Task statement
Output exactly the lines below, starting with the line that has "use rand::distributions::Alphanumeric;" and going on through the line that has "tokio::fs::write(&guard.path, bytes).await?;", both included, and no other lines.

(Stored data)
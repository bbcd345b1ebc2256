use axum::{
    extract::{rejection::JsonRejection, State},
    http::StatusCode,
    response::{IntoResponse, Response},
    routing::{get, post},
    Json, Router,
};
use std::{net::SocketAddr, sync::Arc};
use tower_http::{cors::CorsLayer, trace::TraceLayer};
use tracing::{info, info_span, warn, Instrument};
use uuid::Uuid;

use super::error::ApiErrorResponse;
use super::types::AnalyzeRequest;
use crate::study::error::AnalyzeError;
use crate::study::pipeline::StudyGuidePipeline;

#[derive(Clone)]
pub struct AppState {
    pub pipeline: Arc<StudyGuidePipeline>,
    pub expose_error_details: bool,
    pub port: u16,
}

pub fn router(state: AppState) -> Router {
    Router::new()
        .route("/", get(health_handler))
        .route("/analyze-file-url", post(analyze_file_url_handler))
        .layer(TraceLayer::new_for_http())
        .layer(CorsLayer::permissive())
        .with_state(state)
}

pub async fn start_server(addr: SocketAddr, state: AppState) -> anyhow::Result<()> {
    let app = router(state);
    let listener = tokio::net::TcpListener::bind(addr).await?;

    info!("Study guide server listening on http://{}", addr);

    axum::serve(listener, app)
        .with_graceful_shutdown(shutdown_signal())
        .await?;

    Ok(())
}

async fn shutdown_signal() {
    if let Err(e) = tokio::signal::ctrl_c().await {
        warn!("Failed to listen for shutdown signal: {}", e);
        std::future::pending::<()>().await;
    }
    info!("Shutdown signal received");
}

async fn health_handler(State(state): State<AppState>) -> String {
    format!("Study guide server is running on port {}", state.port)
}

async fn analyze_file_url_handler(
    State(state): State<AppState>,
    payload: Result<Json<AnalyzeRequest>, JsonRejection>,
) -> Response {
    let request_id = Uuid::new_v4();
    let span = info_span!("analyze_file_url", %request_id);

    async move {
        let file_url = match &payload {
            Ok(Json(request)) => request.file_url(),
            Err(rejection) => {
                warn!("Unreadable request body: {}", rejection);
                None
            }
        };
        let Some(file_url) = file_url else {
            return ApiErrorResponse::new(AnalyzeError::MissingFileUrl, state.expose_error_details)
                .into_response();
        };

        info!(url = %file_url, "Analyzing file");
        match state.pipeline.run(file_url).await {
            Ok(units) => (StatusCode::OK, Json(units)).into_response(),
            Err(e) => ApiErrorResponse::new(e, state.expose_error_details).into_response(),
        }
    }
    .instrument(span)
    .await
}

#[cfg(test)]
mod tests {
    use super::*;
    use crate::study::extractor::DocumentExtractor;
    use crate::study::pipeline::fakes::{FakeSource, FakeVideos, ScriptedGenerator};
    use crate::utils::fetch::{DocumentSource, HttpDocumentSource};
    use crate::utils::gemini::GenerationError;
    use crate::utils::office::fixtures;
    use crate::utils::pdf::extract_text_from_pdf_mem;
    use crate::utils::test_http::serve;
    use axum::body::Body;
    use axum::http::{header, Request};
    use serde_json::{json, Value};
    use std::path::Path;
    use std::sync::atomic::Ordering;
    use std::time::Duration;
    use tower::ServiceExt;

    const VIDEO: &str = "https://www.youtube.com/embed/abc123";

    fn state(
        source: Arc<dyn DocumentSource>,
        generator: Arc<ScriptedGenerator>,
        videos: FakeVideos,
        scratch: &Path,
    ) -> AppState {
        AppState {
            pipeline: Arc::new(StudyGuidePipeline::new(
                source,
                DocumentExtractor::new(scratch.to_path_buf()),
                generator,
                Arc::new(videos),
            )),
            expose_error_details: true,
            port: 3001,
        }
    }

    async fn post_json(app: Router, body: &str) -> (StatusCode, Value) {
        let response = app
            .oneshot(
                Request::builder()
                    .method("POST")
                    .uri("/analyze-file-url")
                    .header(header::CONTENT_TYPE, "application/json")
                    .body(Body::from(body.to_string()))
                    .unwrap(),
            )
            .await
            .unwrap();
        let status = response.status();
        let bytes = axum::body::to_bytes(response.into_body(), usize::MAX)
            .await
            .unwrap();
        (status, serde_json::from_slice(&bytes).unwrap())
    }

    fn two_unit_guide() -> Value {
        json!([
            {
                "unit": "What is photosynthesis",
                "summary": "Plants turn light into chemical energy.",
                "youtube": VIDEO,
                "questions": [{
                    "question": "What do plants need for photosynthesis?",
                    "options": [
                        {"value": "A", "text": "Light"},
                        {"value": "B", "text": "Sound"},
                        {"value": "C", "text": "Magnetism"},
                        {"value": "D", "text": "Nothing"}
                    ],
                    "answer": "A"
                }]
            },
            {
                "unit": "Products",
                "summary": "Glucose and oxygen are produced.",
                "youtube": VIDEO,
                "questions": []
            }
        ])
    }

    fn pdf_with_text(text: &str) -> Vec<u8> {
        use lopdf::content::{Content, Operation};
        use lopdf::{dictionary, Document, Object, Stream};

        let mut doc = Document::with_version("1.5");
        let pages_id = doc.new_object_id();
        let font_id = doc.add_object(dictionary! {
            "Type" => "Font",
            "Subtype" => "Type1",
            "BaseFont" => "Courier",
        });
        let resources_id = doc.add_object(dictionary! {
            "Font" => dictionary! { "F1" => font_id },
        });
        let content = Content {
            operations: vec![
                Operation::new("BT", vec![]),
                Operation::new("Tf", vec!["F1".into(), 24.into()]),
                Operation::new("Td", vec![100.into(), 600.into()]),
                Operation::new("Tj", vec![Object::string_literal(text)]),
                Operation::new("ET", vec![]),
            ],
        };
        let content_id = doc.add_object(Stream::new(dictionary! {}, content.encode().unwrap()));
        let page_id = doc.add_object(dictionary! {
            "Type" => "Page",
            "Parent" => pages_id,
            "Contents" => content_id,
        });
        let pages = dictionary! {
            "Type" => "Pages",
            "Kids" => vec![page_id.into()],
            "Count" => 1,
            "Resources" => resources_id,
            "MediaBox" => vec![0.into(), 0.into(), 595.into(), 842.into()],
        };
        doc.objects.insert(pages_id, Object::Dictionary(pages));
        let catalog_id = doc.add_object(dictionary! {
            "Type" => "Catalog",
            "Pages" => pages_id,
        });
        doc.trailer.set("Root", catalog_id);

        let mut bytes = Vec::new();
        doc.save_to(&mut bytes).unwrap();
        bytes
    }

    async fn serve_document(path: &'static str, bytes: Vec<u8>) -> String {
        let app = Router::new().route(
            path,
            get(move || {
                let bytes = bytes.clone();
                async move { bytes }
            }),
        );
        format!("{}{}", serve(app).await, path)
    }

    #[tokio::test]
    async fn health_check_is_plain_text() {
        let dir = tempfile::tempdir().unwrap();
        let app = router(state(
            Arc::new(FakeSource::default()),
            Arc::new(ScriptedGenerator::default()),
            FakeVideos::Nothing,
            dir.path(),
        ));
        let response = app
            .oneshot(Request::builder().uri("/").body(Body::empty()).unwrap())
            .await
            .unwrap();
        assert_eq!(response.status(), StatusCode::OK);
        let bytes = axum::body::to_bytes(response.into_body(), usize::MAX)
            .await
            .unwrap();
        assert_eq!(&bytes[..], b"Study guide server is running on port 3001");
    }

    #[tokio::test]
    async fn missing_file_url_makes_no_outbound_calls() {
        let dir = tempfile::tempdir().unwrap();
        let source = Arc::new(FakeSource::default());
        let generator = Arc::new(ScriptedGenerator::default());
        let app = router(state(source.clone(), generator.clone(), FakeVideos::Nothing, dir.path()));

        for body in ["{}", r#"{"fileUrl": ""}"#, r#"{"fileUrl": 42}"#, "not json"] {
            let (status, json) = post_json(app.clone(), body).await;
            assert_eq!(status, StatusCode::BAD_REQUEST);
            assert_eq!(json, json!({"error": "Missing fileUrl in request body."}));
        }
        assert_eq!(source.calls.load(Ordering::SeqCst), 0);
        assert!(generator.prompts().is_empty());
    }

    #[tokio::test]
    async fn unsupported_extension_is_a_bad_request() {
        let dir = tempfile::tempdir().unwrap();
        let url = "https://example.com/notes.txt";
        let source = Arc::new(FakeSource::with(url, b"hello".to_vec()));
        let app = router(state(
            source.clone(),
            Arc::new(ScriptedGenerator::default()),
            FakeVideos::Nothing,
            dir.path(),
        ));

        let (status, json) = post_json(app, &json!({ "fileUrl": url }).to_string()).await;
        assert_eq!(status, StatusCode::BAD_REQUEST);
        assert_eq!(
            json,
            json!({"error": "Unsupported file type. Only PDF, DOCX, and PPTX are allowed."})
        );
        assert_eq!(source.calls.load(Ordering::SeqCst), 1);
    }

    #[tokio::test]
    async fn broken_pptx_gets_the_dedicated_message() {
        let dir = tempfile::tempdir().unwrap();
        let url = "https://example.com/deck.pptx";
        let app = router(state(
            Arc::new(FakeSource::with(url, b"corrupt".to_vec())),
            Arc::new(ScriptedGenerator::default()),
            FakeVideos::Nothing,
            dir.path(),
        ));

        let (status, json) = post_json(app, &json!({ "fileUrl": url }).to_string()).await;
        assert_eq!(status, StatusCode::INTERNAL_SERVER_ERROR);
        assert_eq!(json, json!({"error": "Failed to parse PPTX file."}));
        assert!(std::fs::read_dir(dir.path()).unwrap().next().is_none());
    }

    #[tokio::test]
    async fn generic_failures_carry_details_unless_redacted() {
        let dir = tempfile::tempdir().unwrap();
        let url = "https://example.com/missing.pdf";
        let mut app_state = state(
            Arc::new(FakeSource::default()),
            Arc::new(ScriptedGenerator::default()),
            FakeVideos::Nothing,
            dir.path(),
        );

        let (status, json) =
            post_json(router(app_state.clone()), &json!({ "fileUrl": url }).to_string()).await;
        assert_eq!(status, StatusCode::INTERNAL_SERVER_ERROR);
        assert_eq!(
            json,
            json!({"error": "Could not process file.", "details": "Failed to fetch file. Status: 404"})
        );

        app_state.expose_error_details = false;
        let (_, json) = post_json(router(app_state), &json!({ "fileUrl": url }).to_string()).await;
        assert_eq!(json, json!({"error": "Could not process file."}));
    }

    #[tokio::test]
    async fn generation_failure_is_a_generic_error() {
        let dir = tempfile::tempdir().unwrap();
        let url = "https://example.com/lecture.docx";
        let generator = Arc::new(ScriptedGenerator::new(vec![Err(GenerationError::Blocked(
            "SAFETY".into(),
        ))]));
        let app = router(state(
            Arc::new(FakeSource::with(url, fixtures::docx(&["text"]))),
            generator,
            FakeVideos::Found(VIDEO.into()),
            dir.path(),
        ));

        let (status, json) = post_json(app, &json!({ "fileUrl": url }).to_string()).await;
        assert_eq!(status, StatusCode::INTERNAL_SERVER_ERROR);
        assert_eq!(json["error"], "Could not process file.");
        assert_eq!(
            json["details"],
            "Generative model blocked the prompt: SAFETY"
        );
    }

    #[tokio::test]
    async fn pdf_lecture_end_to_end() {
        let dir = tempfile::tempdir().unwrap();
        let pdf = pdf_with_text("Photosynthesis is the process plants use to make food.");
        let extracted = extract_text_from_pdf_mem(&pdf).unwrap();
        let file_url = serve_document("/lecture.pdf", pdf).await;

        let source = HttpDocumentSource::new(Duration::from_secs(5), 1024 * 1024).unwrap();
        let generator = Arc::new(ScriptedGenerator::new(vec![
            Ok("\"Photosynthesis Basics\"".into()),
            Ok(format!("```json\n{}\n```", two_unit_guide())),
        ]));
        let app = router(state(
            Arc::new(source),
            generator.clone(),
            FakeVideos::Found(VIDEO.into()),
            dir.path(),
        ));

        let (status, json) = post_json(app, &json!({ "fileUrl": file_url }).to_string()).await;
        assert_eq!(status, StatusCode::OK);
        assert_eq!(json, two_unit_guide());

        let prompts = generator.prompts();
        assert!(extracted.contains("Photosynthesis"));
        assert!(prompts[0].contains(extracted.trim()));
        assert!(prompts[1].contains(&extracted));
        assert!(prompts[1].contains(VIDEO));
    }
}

==

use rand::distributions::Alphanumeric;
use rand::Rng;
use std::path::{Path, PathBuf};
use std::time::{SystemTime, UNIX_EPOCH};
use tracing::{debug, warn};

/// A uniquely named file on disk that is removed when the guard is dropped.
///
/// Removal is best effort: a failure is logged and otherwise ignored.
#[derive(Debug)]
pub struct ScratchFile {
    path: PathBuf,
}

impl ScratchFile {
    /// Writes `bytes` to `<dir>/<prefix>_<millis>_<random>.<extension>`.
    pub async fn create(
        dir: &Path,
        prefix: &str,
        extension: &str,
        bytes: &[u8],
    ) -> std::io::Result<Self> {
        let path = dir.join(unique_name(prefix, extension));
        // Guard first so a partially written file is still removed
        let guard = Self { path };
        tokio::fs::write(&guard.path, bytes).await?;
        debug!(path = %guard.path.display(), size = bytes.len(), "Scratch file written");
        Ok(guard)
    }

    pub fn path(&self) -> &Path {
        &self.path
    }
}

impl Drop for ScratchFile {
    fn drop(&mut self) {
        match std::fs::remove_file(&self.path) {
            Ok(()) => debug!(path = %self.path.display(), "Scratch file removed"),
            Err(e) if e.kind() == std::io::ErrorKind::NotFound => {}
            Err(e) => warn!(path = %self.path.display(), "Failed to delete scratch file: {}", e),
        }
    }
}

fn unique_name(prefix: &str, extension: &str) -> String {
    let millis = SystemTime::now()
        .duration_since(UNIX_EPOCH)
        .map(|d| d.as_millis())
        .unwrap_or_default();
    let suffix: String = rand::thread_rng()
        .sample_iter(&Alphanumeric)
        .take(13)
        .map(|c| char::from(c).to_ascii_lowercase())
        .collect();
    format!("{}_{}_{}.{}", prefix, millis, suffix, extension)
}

Task answer
use rand::distributions::Alphanumeric;
use rand::Rng;
use std::path::{Path, PathBuf};
use std::time::{SystemTime, UNIX_EPOCH};
use tracing::{debug, warn};

/// A uniquely named file on disk that is removed when the guard is dropped.
///
/// Removal is best effort: a failure is logged and otherwise ignored.
#[derive(Debug)]
pub struct ScratchFile {
    path: PathBuf,
}

impl ScratchFile {
    /// Writes `bytes` to `<dir>/<prefix>_<millis>_<random>.<extension>`.
    pub async fn create(
        dir: &Path,
        prefix: &str,
        extension: &str,
        bytes: &[u8],
    ) -> std::io::Result<Self> {
        let path = dir.join(unique_name(prefix, extension));
        // Guard first so a partially written file is still removed
        let guard = Self { path };
        tokio::fs::write(&guard.path, bytes).await?;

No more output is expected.